本来ほかの能力を上げることに費やせる時間を、将来使わない可能性の高い英語に使うということは非生産的です。
もちろん、国際語という側面から見ると、今のところ英語が一番該当すると思います。でも、現実に今、日本に住んでいる外国人は、中国人、韓国人が多いです。視点を変えると、英語を勉強するよりも、中国語、韓国語を勉強した方が、使う機会がある……つまり、役に立つ可能性は高くなります。
それでも英語が話せるようになりたいんじゃい!
とは言っても、テレビで英語をペラペラに話せる人が必要以上にもてはやされている映像とか、英語を話す白人が肯定的に受け取られている映像を流され続ければ、「英語を話せるようになりたい!」と、そう思わされるのもわかります。
でも一つ考えてみたいことがあります。それは、アメリカに住んでいる人は別に「英語を話せるオレたちってカッコイイだろ!?」なんて思っていないということです。
英語は単なる言語にすぎない
何度も書いていますがが、日本では英語がすごく崇高な言語のように美化されている節があります。
ですが、世界中には5,000程度の言語があると言われ(消滅していっている言語もあるので正確な数値を出すのは不可能ですが)、日本語も英語も、その中の一つ言語にすぎません。言語は他人と意思疎通をする媒体です。つまり、他人とコミュニケーションをする道具にすぎません。本来、カッコイイもクソもないんです。
ちょっと想像してみてください。目の前で外国人(もしくは日本人)が、カッコ良く、流暢にスラスラと英語を話しています。
ではどんなことを話しているのでしょうか? 実は下ネタを言っているかも知れませんし、友達の悪口のように、耳を塞ぎたくなるようなレベルの低い話なのかも知れません。もっと「コミュニケーション手段である英語」をいかに利用して、どんな内容を話すかが肝心なのです。
憧れは届かないから憧れ
さて、英語がカッコイイなぁと思わせている感情は「憧れ」だと思います。既述しましたが、言語はそんなに崇高なものではなく、もっと日常に密着した泥臭いもの、生々しいものだと思います。
カッコイイでは、現実味がないのです。憧れは届かないから憧れなんです。つまり、現状では「英語は習得できないモノ」という意識が、日本人の心の奥底に植え付けられているんです。
日本人が英語をもっと日常に感じられる状況にならない限り、憧れで終わっている限り、政府が頑張っている学校の英語教育改革もすべて失敗に終わると断言しても良いでしょう。
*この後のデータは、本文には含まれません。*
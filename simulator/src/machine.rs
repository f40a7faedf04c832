//! Automated dispensing cabinets and the departments they serve.

use crate::catalog::{Department, Medication, Rarity};
use serde::Serialize;

/// A transaction appended verbatim after the simulated ones.
#[derive(Debug, Clone, PartialEq)]
pub struct FixedWithdrawal {
    pub medication: &'static str,
    pub remaining: u32,
}

#[derive(Debug, Clone)]
pub struct Machine {
    pub id: u32,
    /// Departments in the order they are listed in `Machines.csv`.
    pub departments: Vec<Department>,
    /// Departments whose rarity decides the stock model, highest priority first.
    pub rarity_priority: Vec<Department>,
    /// Rarity overrides for stocked medications.
    pub overrides: Vec<(&'static str, Rarity)>,
    pub fixed: Vec<FixedWithdrawal>,
    pub output_file: &'static str,
}

impl Machine {
    /// The three cabinets of the stock-out exercise.
    pub fn standard() -> Vec<Machine> {
        use Department::*;
        vec![
            Machine {
                id: 1,
                departments: vec![Emergency],
                rarity_priority: vec![Emergency],
                overrides: vec![
                    ("ibuprofen 200mg TAB", Rarity::SpecialLow),
                    ("ibuprofen 400mg TAB", Rarity::SpecialLow),
                    ("furosemide 40mg TAB", Rarity::SpecialLow),
                    ("metoprolol succinate ER 25mg TAB", Rarity::SpecialHigh),
                    ("metoprolol tartrate 25mg TAB", Rarity::SpecialHigh),
                ],
                // Never dispensed from this cabinet except once.
                fixed: vec![FixedWithdrawal {
                    medication: "pravastatin 10mg TAB",
                    remaining: 14,
                }],
                output_file: "EmergencyDepartmentTransactions.csv",
            },
            Machine {
                id: 2,
                departments: vec![Surgery, Neurology],
                rarity_priority: vec![Surgery, Neurology],
                overrides: vec![
                    ("DAPTomycin PFI 50mg/1mL 10mL INJ", Rarity::SpecialLow),
                    ("enoxaparin 120mg/0.8mL 0.8mL SYRINGE", Rarity::SpecialLow),
                    ("acetaZOLAMIDE 125mg TAB", Rarity::SpecialHigh),
                    ("acetaZOLAMIDE 250mg TAB", Rarity::SpecialHigh),
                    ("EPINEPHrine 0.3mg/0.3mL 0.3mL PEN", Rarity::SpecialHigh),
                    ("enoxaparin 60mg/0.6mL 0.6mL SYRINGE", Rarity::SpecialHigh),
                    ("enoxaparin 80mg/0.8mL 0.8mL SYRINGE", Rarity::SpecialHigh),
                ],
                fixed: Vec::new(),
                output_file: "Neuro_Surgery_Transactions.csv",
            },
            Machine {
                id: 3,
                departments: vec![Dermatology, Oncology],
                rarity_priority: vec![Oncology, Dermatology],
                overrides: vec![
                    ("levothyroxine 100mcg TAB", Rarity::SpecialHigh),
                    ("furosemide 40mg TAB", Rarity::SpecialLow),
                ],
                fixed: Vec::new(),
                output_file: "Onc_Derm_Transactions.csv",
            },
        ]
    }

    /// The rarity this cabinet stocks `medication` at, or `None` when it does not stock it.
    pub fn rarity_of(&self, medication: &Medication) -> Option<Rarity> {
        let base = self
            .rarity_priority
            .iter()
            .map(|d| medication.rarity_in(*d))
            .find(|r| r.is_stocked())?;
        let rarity = self
            .overrides
            .iter()
            .find(|(name, _)| *name == medication.name)
            .map(|(_, r)| *r)
            .unwrap_or(base);
        Some(rarity)
    }
}

#[derive(Debug, Serialize)]
pub struct MachineRow {
    #[serde(rename = "Machine ID")]
    pub machine: u32,
    #[serde(rename = "Department/Location")]
    pub department: &'static str,
}

/// One row per (machine, department) pair.
pub fn machine_rows(machines: &[Machine]) -> Vec<MachineRow> {
    machines
        .iter()
        .flat_map(|m| {
            m.departments.iter().map(move |d| MachineRow {
                machine: m.id,
                department: d.display_name(),
            })
        })
        .collect()
}

#[cfg(test)]
mod tests {
    use super::*;
    use crate::catalog::Catalog;

    #[test]
    fn standard_layout_has_five_department_rows() {
        let rows = machine_rows(&Machine::standard());
        let pairs: Vec<_> = rows.iter().map(|r| (r.machine, r.department)).collect();
        assert_eq!(
            pairs,
            vec![
                (1, "Emergency Department"),
                (2, "Surgery"),
                (2, "Neurology"),
                (3, "Dermatology"),
                (3, "Oncology"),
            ]
        );
    }

    #[test]
    fn overrides_apply_only_to_stocked_medications() {
        let catalog = Catalog::builtin();
        let machines = Machine::standard();
        let ed = &machines[0];

        let ibuprofen = catalog.get("ibuprofen 200mg TAB").unwrap();
        assert_eq!(ed.rarity_of(ibuprofen), Some(Rarity::SpecialLow));

        let pravastatin = catalog.get("pravastatin 10mg TAB").unwrap();
        assert_eq!(ed.rarity_of(pravastatin), None);
    }

    #[test]
    fn first_stocking_department_wins() {
        let catalog = Catalog::builtin();
        let machines = Machine::standard();
        // Oncology is consulted before Dermatology on machine 3.
        let hydrocortisone = catalog.get("hydrocortisone 10mg TAB").unwrap();
        assert_eq!(machines[2].rarity_of(hydrocortisone), Some(Rarity::Rare));
        let levothyroxine = catalog.get("levothyroxine 50mcg TAB").unwrap();
        assert_eq!(machines[2].rarity_of(levothyroxine), Some(Rarity::Moderate));
    }
}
「英語ってカッコイイなぁ」ではなく「英語って便利だなぁ」といった状況を上手く作れない限り。
日本語なまりの英語について
少し話題が変わりますが、日本人は日本語なまりの英語を恥ずかしいと思っています。ちょうど地方の人が、都会に行くと、方言を聞かれるのが恥ずかしい感じでしょうか。私も若いころ、四国を出て大阪で住んでいたときに、そういう経験があるので分かります。「手袋を履く」って言って、「前足かいっ!」ってツッコまれたこともあります。
もちろん方言はときどき通じないこともありますが、ほとんど問題なく日本語として通じます。当たり前ですが(笑)。
日本語なまりの英語を使える英語に
方言を日本語と呼べるのと同じで、日本語なまりの英語も「英語」と言って良いのではないかと思います。自信満々の表情で!
もちろん、今の平均的な日本人が話すなまりのある英語では、ネイティブ・スピーカーには全く通じないと思います。なのでその致命的な点は直す必要はあります。専門的になるので一例だけ言うと……「dream(夢)」という単語を例に上げてみます。
この単語に出てくる母音は本来「r」のあとにある「ea(イー)」だけです。でも日本語なまりになると「dori-mu(ドリーム)」のように「o」と「u」が追加され、母音が3つになります。ここまでくると同じ単語には聞こえないことでしょう。日本語は「閉音節言語」とされる英語とは違い、「開音節言語」という言語に分類され、すべての子音と子音の間に母音を挟む言語だからです。
そんな日本語なまりの英語を、国際語としての英語に改善させるために、英語の早期教育よりも良い方法があります。それは日本語・英語間の違いを日本語で教える授業です。
言語としての「日本語」の授業があってもいいかも?
例えば「国語」の教師ではなく、「日本語」教師を英語の授業で雇うのも面白いかもしれません。
日本語教師は本来、外国人に日本語を教える先生です。なので、比較言語学の知識や、バイリンガル教育の知識、もちろん文法から音声学の知識もあります。
そんな先生に日本語を通して英語を見せてもらったり、英語を通して日本語を見せてもらうことで、両方の言語の理解力が深まることになると思います。
特に日本語の特性を知ることで、英語の特性も知ることができ、英語の発音が上手くなるかも……?という点は、結構可能性を秘めていると思います。
それに、日本語教師という職業は人気の割には活躍する場がボランティア以外にほとんどないという状況ですから、雇用促進にもなりますし!!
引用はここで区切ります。